Currency wars: regional implications

CONTRIBUTOR | FEBRUARY 2011 | SOURCE: CPI Financial

GCC economies, with their currencies pegged to the US dollar and their main hydrocarbon exports denominated in dollars, may be susceptible to the after-effects of US quantitative easing (QE1 and QE2), according to NBK’s latest GCC Brief.

Any effects the countries of the GCC are likely to experience in the context of global currency wars will probably stem from US monetary policy and the nominal depreciation of the US dollar that may come about as a result, according to NBK’s latest GCC Brief.

Currency wars: regional implications

It warns that such depreciation may transmit to oil prices, trade, headline inflation, and capital inflows to the region’s economies. These factors - especially inflation - have the potential to affect the domestic economic landscape to an extent that may necessitate responses from regional policymakers.

The region may also be called upon to play a constructive role in addressing the issue of global imbalances, the macroeconomic fundamentals behind global currency tensions. Imbalances and current account surpluses have dominated international trade and economic relations of late and feature heavily on the agenda of the G-20.

Oil prices

A sustained period of dollar depreciation may exert a more noticeable effect (at least in the short term) on the oil market indirectly through speculative inflows. Speculation in the oil futures market has the tendency to distort market dynamics, causing oil prices to rise on the back of short-term profit-seeking and dollar-hedging activities.

The surge in the price of oil to within sight of the $100 per barrel price level in recent months across all the major crude oil benchmarks, from Kuwaiti Export Crude (KEC) to West Texas Intermediate (WTI) and Brent Crude, while due in large part to strong demand from China and Europe, may have reflected some pricing-in of the likely spillover effects from QE2.

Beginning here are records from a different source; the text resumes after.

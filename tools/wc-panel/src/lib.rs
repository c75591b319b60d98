//! wc-panel: wifi-check diagnostic panel
//!
//! Runs the collectors one after another against a probe API and renders
//! what they found, either as a full-screen terminal UI or, with `--once`,
//! as a one-shot text or JSON report.
//!
//! ```text
//! ┌─────────────────────────────────────────────────────────────────┐
//! │  WIFI-CHECK                                                     │
//! ├────────────────────────────────┬────────────────────────────────┤
//! │  HTTPS / MITM                  │  PUBLIC IP (STUN)              │
//! │  LATENCY                       │  PROXIES / HEADERS             │
//! │  SECURITY SCORE                                [THROUGHPUT]     │
//! └─────────────────────────────────────────────────────────────────┘
//! ```
//!
//! The runner publishes an immutable [`PanelSnapshot`] after every collector
//! on a `tokio::sync::watch` channel; the render loop only ever reads the
//! latest one.

pub mod cli;
pub mod domain;
pub mod error;
pub mod report;
pub mod runner;
pub mod ui;

pub use cli::Args;
pub use domain::{App, AppState, PanelSnapshot, Signal, Stage};
pub use error::PanelError;
pub use runner::DiagnosticRunner;
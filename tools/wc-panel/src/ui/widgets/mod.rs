//! Reusable UI widgets.

mod about_overlay;

pub use about_overlay::render_about_overlay;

The Centre for Global Energy Studies (CGES) in their November report attributed part of the nine per cent surge in the price of WTI witnessed in October to the expectation that quantitative easing would result in a flow of dollars to the oil futures market. Since then, the price of oil has moved inexorably upwards, and while there are undoubtedly fundamental factors underpinning such movements, it is difficult to confidently discount the role played by speculation against the backdrop of accommodative US monetary policy.

Indeed, to many observers, current conditions bear a striking resemblance to the situation that existed prior to the recession. From 2003 to 2008, low interest-rates and a nominally depreciated dollar combined with escalating demand from China and other emerging markets to set the stage for oil prices to eventually peak at $147 pb for WTI in 2008, just before the financial crisis took hold.

Conversely, as the CGES has suggested, the broader impact of currency wars on global trade and therefore on oil demand may portend a decline in oil prices in the short to medium term. In the estimation of the CGES, currency conflicts present potentially the greatest downside risk to their oil forecasts in 2011. That such friction could result in a 300,000 bpd drop in oil demand growth has been assigned a probability of 15 per cent by the CGES.